With the pandemic that has been going on for more than a year, people’s livelihoods have been intensely impacted across different fronts. As much as economic growth has slowed down, resulting in many people losing their jobs, a large number of students across the country have also been facing difficulties as they have been stuck at home the whole time. Not just college students, even fresh graduates who were about to enter the workforce as well as secondary school students who were facing their final examinations have had their plans disrupted by the Covid-19 outbreak.
Photo by Chris Montgomery on Unsplash
When the first Movement Control Order (MCO) was implemented in March 2020, students had to attend online classes while non-essential workers were ordered to work from home. The government closed national borders to limit the flow of people in and out of the country, which also meant that students who were planning to study abroad were held back, and those who were already studying in foreign countries could not return home to their families.

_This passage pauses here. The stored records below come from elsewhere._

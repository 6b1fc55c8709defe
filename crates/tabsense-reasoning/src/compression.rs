//! Optional prompt compression ahead of model invocation.

use std::sync::Arc;

use tracing::{debug, warn};

use tabsense_core::CompressionBackend;

/// Gate in front of the optional compression capability.
///
/// Compression is never essential: an unconfigured gate passes prompts
/// through unchanged, and a failing backend is logged and bypassed. This
/// operation cannot fail and cannot block the pipeline on a non-essential
/// dependency.
#[derive(Clone)]
pub struct CompressionGate {
    backend: Option<Arc<dyn CompressionBackend>>,
}

impl CompressionGate {
    pub fn new(backend: Option<Arc<dyn CompressionBackend>>) -> Self {
        Self { backend }
    }

    /// Gate with no compression capability configured.
    pub fn disabled() -> Self {
        Self { backend: None }
    }

    pub fn is_enabled(&self) -> bool {
        self.backend.is_some()
    }

    /// Compress the prompt when a capability is configured and succeeds;
    /// otherwise return the prompt unchanged.
    pub async fn maybe_compress(&self, prompt: String) -> String {
        let Some(backend) = &self.backend else {
            return prompt;
        };

        match backend.compress(&prompt).await {
            Ok(compressed) => {
                debug!(
                    subsystem = "reasoning",
                    component = "compression_gate",
                    prompt_len = prompt.len(),
                    response_len = compressed.len(),
                    "Prompt compressed"
                );
                compressed
            }
            Err(e) => {
                warn!(
                    subsystem = "reasoning",
                    component = "compression_gate",
                    error = %e,
                    "Prompt compression failed, using original prompt"
                );
                prompt
            }
        }
    }
}

#[cfg(test)]
mod tests {
    use super::*;
    use async_trait::async_trait;
    use std::sync::atomic::{AtomicUsize, Ordering};
    use tabsense_core::{Error, Result};

    struct Shortener;

    #[async_trait]
    impl CompressionBackend for Shortener {
        async fn compress(&self, prompt: &str) -> Result<String> {
            Ok(prompt[..prompt.len() / 2].to_string())
        }
    }

    struct AlwaysFails {
        calls: AtomicUsize,
    }

    #[async_trait]
    impl CompressionBackend for AlwaysFails {
        async fn compress(&self, _prompt: &str) -> Result<String> {
            self.calls.fetch_add(1, Ordering::SeqCst);
            Err(Error::Compression("network timeout".to_string()))
        }
    }

    #[tokio::test]
    async fn unconfigured_gate_is_identity() {
        let gate = CompressionGate::disabled();
        assert!(!gate.is_enabled());
        assert_eq!(gate.maybe_compress("prompt".to_string()).await, "prompt");
    }

    #[tokio::test]
    async fn successful_compression_is_forwarded() {
        let gate = CompressionGate::new(Some(Arc::new(Shortener)));
        assert!(gate.is_enabled());

        let out = gate.maybe_compress("12345678".to_string()).await;
        assert_eq!(out, "1234");
    }

    #[tokio::test]
    async fn failure_falls_back_to_original_prompt() {
        let backend = Arc::new(AlwaysFails {
            calls: AtomicUsize::new(0),
        });
        let gate = CompressionGate::new(Some(backend.clone()));

        let out = gate.maybe_compress("the original prompt".to_string()).await;
        assert_eq!(out, "the original prompt");
        assert_eq!(backend.calls.load(Ordering::SeqCst), 1);
    }
}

We got in touch with students in different stages who are willing to share their stories about how they were coping with the pandemic. Aaron Patrick, 20, graduated from college with a Diploma in Mass Communication in early 2020 and started working in October that same year. He shared that it was quite frustrating to work while dealing with the new normal. “In terms of work, it was a challenge to adapt to constantly moving back and forth from working at the office to working from home.” Aaron also stated that “it also made me sloppy in terms of my work ethic,”. Luckily, he is now more determined to overcome the frustration that comes with the pandemic and push through to succeed after reevaluating and readjusting to the changes he faced.
Summer Yang, 22, is a fresh graduate who majored in Public Relations. She was supposed to go for her internship in her fourth semester in 2020. She was looking forward to it as it would help to lessen her family's financial burden with a little bit of income but unfortunately, her college switched plans as the daily cases were rapidly rising at that time, so her batch was forced to reject all internship offers and finish their semester with a mandatory Capstone project. “To be honest, I was really sad and disappointed as I would still be stuck with the same environment as my previous semester - which was definitely difficult and limiting when it comes to learning.” Yang also shared that she had difficulties with virtual learning as she had only switched to online classes during her third semester. She also mentioned how it was important to communicate clearly with her groupmates to avoid any misunderstandings and possible escalations. It was also difficult to bring up questions or seek advice from her lecturer as she would sometimes feel awkward during personal consultations. Although Yang faced a lot of problems throughout her last few semesters like communication breakdowns, internet connection issues and procrastination, she has now finished her programme and successfully graduated!
Apart from that, there have been people who started and graduated from their course fully online as well. Rachel Ong, 19, started her Foundation in Media Studies in April 2020 and finished in March 2021. However, she did not get the college experience she wanted as she did not have the chance to be at campus much or meet new friends from different courses. She spent all her time back in Kuantan where she studied online. Nevertheless, Ong did mention that her study progress was not as bad as she thought it would be as she did manage to focus during meetings and classes, but occasionally she would doze off during class. “However, I would've definitely preferred it if I could have gone to campus to physically meet my lecturers and classmates.” Ong added that she did not have to wake up early to get ready to go to campus, and she also got to spend more time with her family. She would have to take care of her own expenses if she was staying and studying in Kuala Lumpur. On a slightly negative note, formal meetings would make Ong worry because she felt insecure about her communication skills. Ong also mentioned that her social skills have worsened because she would choose to socialise less with her friends and spend more time with her family instead .
Besides, Form 5 student Tammy Koh, 17, also shared how her studies were affected by the pandemic. Koh’s grades were impacted because her motivation decreased as the lockdown progressed. She was constantly sitting in front of a computer screen while missing out on important senior year events. “My graduation, last sports day and my chance to experience becoming a leader in my co-curricular activities were taken away from me.” She even was underprepared when she sat for her SPM examinations.
Pursuing an internship is something that college students look forward to, so they can learn new things to prepare them for the real world. However, starting your internship one month before things got worse again is certainly not the happiest moment Quenton Chang, 20, wants to keep in his memories. As someone who is interning in the Domestic Department of Universal Music Malaysia whose job involves creating posters, taking pictures and videos of events and editing video clips for social media content, the pandemic has certainly taken a toll on Chang’s dream of experiencing a proper internship. “Personally, I felt robbed of my internship and the chance to truly widen my network. The pandemic has limited my chances to experience more physical events that I was looking forward to.” A lot of events were cancelled under the spell of the pandemic and he had to bring all of his workload home instead of being assigned to take pictures and videos of artist recordings or deal signings. Doing everything through a screen just could not let him imagine the atmosphere of the event.
The pandemic has taken a toll on everyone, not just students. Of course, everyone still needs to do their part so everyone can return to their normal lives as soon as possible. We hope the youth can wear their masks, social distance and avoid being in large crowds to help break the COVID-19 chain. For my fellow students, keep your head up and don’t give up.